Requirement —
Scan the entries for lines with "GroqClient" and say how many there are, with nothing more.

[[ Available data open ]]

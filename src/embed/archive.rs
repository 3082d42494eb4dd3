//! Serialization of the embedded archive: a gzip-compressed tar stream,
//! rendered as a C byte array for the wrapper.

use std::io;

use flate2::Compression;
use flate2::write::GzEncoder;
use itertools::Itertools;
use tar::{Builder, EntryType, Header};

/// Name of the C array holding the archive.
pub const ARRAY_NAME: &str = "tar_data";

const BYTES_PER_LINE: usize = 1024;

/// Writes `members` as a tar stream through gzip.
///
/// Headers are fixed apart from name and size, so identical inputs always
/// produce identical bytes.
pub fn write_archive<'a, I>(members: I) -> io::Result<Vec<u8>>
where
    I: IntoIterator<Item = (&'a str, &'a [u8])>,
{
    let mut builder = Builder::new(GzEncoder::new(Vec::new(), Compression::best()));
    for (name, data) in members {
        let mut header = Header::new_gnu();
        header.set_entry_type(EntryType::Regular);
        header.set_size(data.len() as u64);
        header.set_mode(0o644);
        header.set_mtime(0);
        builder.append_data(&mut header, name, data)?;
    }
    builder.into_inner()?.finish()
}

/// Renders `bytes` as `static unsigned char tar_data[] = {...};`.
pub fn c_array(bytes: &[u8]) -> String {
    let mut source = format!("\nstatic unsigned char {ARRAY_NAME}[] = {{\n");
    for line in &bytes.iter().chunks(BYTES_PER_LINE) {
        source.push_str(&line.map(u8::to_string).join(","));
        source.push_str(",\n");
    }
    source.push_str("};\n");
    source
}
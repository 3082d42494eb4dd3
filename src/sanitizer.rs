//! Sanitizer policy.
//!
//! Turns a resolved [`Config`] and the probed toolchain into the concrete
//! flags for the instrumented compile. Nothing here touches the file system
//! or spawns processes; every fact it needs arrives through [`HostInfo`] or
//! [`ToolchainInfo`].

use log::debug;

use crate::driver::cli::{Config, MainInterception, SanitizerMode, SharedRuntime};
use crate::error::DriverError;
use crate::toolchain::{HostInfo, PointerWidth, ToolchainInfo};

/// Undefined-behaviour flags, also the exact pair dropped by the link
/// workaround retry.
pub const UBSAN_FLAGS: [&str; 2] = ["-fsanitize=undefined", "-fno-sanitize-recover=undefined,integer"];

/// Warning and language flags understood by both clang and gcc.
pub const COMMON_FLAGS: &[&str] = &[
    "-Wall",
    "-Wno-unused",
    "-Wunused-variable",
    "-Wunused-value",
    "-Wno-unused-result",
    "-std=gnu11",
    "-g",
    "-lm",
];

const CLANG_ONLY_FLAGS: &[&str] = &[
    "-Wunused-comparison",
    "-fno-omit-frame-pointer",
    "-fno-common",
    "-funwind-tables",
    "-fno-optimize-sibling-calls",
    "-Qunused-arguments",
];

const COLOR_FLAGS: &[&str] = &["-fcolor-diagnostics", "-fdiagnostics-color"];

/// Appended to [`COMMON_FLAGS`] for the gcc cross-check, which only looks
/// for diagnostics and throws its output away.
const CROSS_CHECK_FLAGS: &[&str] = &["-Wunused-but-set-variable", "-O", "-o", "/dev/null"];

/// Flags for one instrumented build.
#[derive(Debug, Clone, PartialEq, Eq)]
pub struct SanitizerPlan {
    pub sanitizer_flags: Vec<String>,
    pub style_flags: Vec<String>,
    /// Appended last to the primary compile; position sensitive.
    pub main_flag: Option<&'static str>,
    /// Undefined-behaviour checks were left out because this 32-bit libc and
    /// compiler pair cannot link them.
    pub libc_workaround: bool,
}

/// Replaces a configuration the host cannot build with one it can.
///
/// MemorySanitizer needs a 64-bit host; on 32-bit hosts valgrind stands in
/// when it is installed.
pub fn resolve_fallback(config: Config, host: &HostInfo) -> Result<Config, DriverError> {
    if config.sanitizer != SanitizerMode::Memory || host.pointer_width == PointerWidth::Bits64 {
        return Ok(config);
    }
    match &host.valgrind {
        Some(valgrind) => {
            debug!("32-bit host, using {} instead of MemorySanitizer", valgrind.display());
            Ok(Config {
                sanitizer: SanitizerMode::Valgrind,
                ..config
            })
        }
        None => Err(DriverError::UnsupportedConfiguration),
    }
}

/// Whether the C library version matters for this build.
pub fn needs_libc_probe(config: &Config, pointer_width: PointerWidth) -> bool {
    config.sanitizer == SanitizerMode::Address && pointer_width == PointerWidth::Bits32
}

/// Computes the instrumented build's flags.
pub fn plan(config: &Config, toolchain: &ToolchainInfo) -> SanitizerPlan {
    let version = &toolchain.compiler_version;
    let mut sanitizer_flags: Vec<String> = Vec::new();

    let libc_workaround = needs_libc_probe(config, toolchain.pointer_width)
        && toolchain.libc_version.is_some_and(|libc| libc.at_least(2, 27))
        && !version.at_least(6, 0);

    match config.sanitizer {
        SanitizerMode::Valgrind => {}
        SanitizerMode::Memory => sanitizer_flags.push("-fsanitize=memory".to_string()),
        SanitizerMode::Address => sanitizer_flags.push("-fsanitize=address".to_string()),
    }

    // memory mode gets no undefined-behaviour checks at all
    if config.sanitizer != SanitizerMode::Memory && !libc_workaround {
        sanitizer_flags.push(UBSAN_FLAGS[0].to_string());
        if version.at_least(3, 6) {
            sanitizer_flags.push(UBSAN_FLAGS[1].to_string());
        }
    }

    if config.sanitizer == SanitizerMode::Address {
        let shared = match config.shared_runtime {
            SharedRuntime::Auto => version.at_least(7, 0),
            SharedRuntime::On => true,
            SharedRuntime::Off => false,
        };
        if shared && let Some(dir) = &toolchain.sanitizer_runtime_dir {
            sanitizer_flags.push("-shared-libasan".to_string());
            sanitizer_flags.push(format!("-Wl,-rpath,{}", dir.display()));
        }
    }

    SanitizerPlan {
        sanitizer_flags,
        style_flags: style_flags(config.colorize),
        main_flag: main_flag(config.main_interception),
        libc_workaround,
    }
}

pub fn style_flags(colorize: bool) -> Vec<String> {
    let color: &[&str] = if colorize { COLOR_FLAGS } else { &[] };
    COMMON_FLAGS
        .iter()
        .chain(CLANG_ONLY_FLAGS)
        .chain(color)
        .map(|f| f.to_string())
        .collect()
}

pub fn main_flag(strategy: MainInterception) -> Option<&'static str> {
    match strategy {
        MainInterception::LinkerWrap => Some("-Wl,-wrap,main"),
        MainInterception::IfdefReplace => Some("-Dmain=__real_main"),
        MainInterception::Disabled => None,
    }
}

/// Flags for the uninstrumented gcc pass, after the user's arguments.
pub fn cross_check_flags() -> Vec<String> {
    COMMON_FLAGS
        .iter()
        .chain(CROSS_CHECK_FLAGS)
        .map(|f| f.to_string())
        .collect()
}
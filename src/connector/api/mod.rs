pub mod container;
pub mod controller;
pub mod router;

pub use container::{Container, ContainerConfig};
pub use router::build as build_router;
mod chat;

pub use chat::*;
use clap::Subcommand;

#[derive(Subcommand)]
pub enum Commands {
    /// Start the HTTP server
    Serve {
        /// Interface to bind
        #[arg(long, env = "HOST", default_value = "0.0.0.0")]
        host: String,

        /// Port to listen on
        #[arg(short, long, env = "PORT", default_value = "8000")]
        port: u16,
    },

    /// Send a single message through the chat pipeline and print the reply
    Ask {
        message: String,
    },
}
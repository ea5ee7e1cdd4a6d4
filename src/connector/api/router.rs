use std::sync::Arc;

use axum::routing::{get, post};
use tower_http::cors::{Any, CorsLayer};
use tower_http::trace::TraceLayer;

use super::container::Container;
use super::controller::{chat, health};

/// Open CORS policy: any origin, method, and header.
pub fn cors_layer() -> CorsLayer {
    CorsLayer::new()
        .allow_origin(Any)
        .allow_methods(Any)
        .allow_headers(Any)
}

/// Build the HTTP surface:
/// - `GET /`, `HEAD /`: liveness payload
/// - `POST /chat`: one chat turn
pub fn build(container: Arc<Container>) -> axum::Router {
    axum::Router::new()
        .route("/", get(health).head(health))
        .route("/chat", post(chat))
        .layer(cors_layer())
        .layer(TraceLayer::new_for_http())
        .with_state(container)
}
//! # Application Layer
//!
//! Use cases and the interfaces they depend on, implemented by the connector layer.

pub mod interfaces;
pub mod use_cases;

pub use interfaces::*;
pub use use_cases::*;
use serde::{Deserialize, Serialize};

use super::ChatMessage;

/// An inbound chat turn: the new user message plus any prior turns the
/// caller wants replayed as context.
#[derive(Debug, Clone, Serialize, Deserialize)]
pub struct ChatRequest {
    message: String,
    #[serde(default)]
    history: Vec<ChatMessage>,
}

impl ChatRequest {
    pub fn new(message: impl Into<String>) -> Self {
        Self {
            message: message.into(),
            history: Vec::new(),
        }
    }

    pub fn with_history(mut self, history: Vec<ChatMessage>) -> Self {
        self.history = history;
        self
    }

    pub fn message(&self) -> &str {
        &self.message
    }

    pub fn history(&self) -> &[ChatMessage] {
        &self.history
    }
}
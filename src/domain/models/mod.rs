mod chat_message;
mod chat_reply;
mod chat_request;
mod health;

pub use chat_message::*;
pub use chat_reply::*;
pub use chat_request::*;
pub use health::*;
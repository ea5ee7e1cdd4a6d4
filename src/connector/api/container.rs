use std::sync::Arc;

use anyhow::Result;
use tracing::debug;

use crate::application::{ChatUseCase, CompletionClient};
use crate::connector::adapter::{GroqClient, MockCompletionClient, DEFAULT_BASE_URL, DEFAULT_MODEL};

pub struct ContainerConfig {
    /// Model identifier sent with every completion request.
    pub model: String,
    /// Base URL of the OpenAI-compatible provider.
    pub base_url: String,
    /// Provider credential. Required unless `mock` is set.
    pub api_key: Option<String>,
    /// Use the offline [`MockCompletionClient`] instead of the provider.
    pub mock: bool,
}

impl Default for ContainerConfig {
    fn default() -> Self {
        Self {
            model: DEFAULT_MODEL.to_string(),
            base_url: DEFAULT_BASE_URL.to_string(),
            api_key: None,
            mock: false,
        }
    }
}

/// Process-lifetime wiring: the completion client is built once here and
/// shared by every request.
pub struct Container {
    completion_client: Arc<dyn CompletionClient>,
    model: String,
}

impl Container {
    pub fn new(config: ContainerConfig) -> Result<Self> {
        let completion_client: Arc<dyn CompletionClient> = if config.mock {
            debug!("Using mock completion client");
            Arc::new(MockCompletionClient::new())
        } else {
            debug!("Using Groq completion client at {}", config.base_url);
            let client = match config.api_key {
                Some(key) => GroqClient::with_key(key, &config.base_url)?,
                None => GroqClient::from_env(&config.base_url)?,
            };
            Arc::new(client)
        };

        Ok(Self {
            completion_client,
            model: config.model,
        })
    }

    /// Wire an already-constructed client, e.g. a mock in tests.
    pub fn with_client(completion_client: Arc<dyn CompletionClient>, model: impl Into<String>) -> Self {
        Self {
            completion_client,
            model: model.into(),
        }
    }

    pub fn model(&self) -> &str {
        &self.model
    }

    pub fn chat_use_case(&self) -> ChatUseCase {
        ChatUseCase::new(Arc::clone(&self.completion_client), self.model.clone())
    }
}
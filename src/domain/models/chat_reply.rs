use serde::{Deserialize, Serialize};

/// Outcome of a chat turn. Serialized as either `{"reply": ...}` or
/// `{"error": ...}`, never both.
#[derive(Debug, Clone, PartialEq, Eq, Serialize, Deserialize)]
#[serde(untagged)]
pub enum ChatReply {
    Success { reply: String },
    Failure { error: String },
}

impl ChatReply {
    pub fn success(reply: impl Into<String>) -> Self {
        Self::Success {
            reply: reply.into(),
        }
    }

    pub fn failure(error: impl Into<String>) -> Self {
        Self::Failure {
            error: error.into(),
        }
    }

    pub fn is_success(&self) -> bool {
        matches!(self, Self::Success { .. })
    }

    pub fn reply(&self) -> Option<&str> {
        match self {
            Self::Success { reply } => Some(reply),
            Self::Failure { .. } => None,
        }
    }

    pub fn error(&self) -> Option<&str> {
        match self {
            Self::Success { .. } => None,
            Self::Failure { error } => Some(error),
        }
    }
}
pub mod chat_controller;
pub mod health_controller;

pub use chat_controller::chat;
pub use health_controller::health;
//! # Domain Layer
//!
//! Chat models, errors, and prompt construction.
//! This layer is independent of external frameworks and infrastructure.

mod error;
pub mod models;
pub mod services;

pub use error::*;
pub use models::*;
pub use services::*;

[[ Available data closed ]]

Answer to this task —
3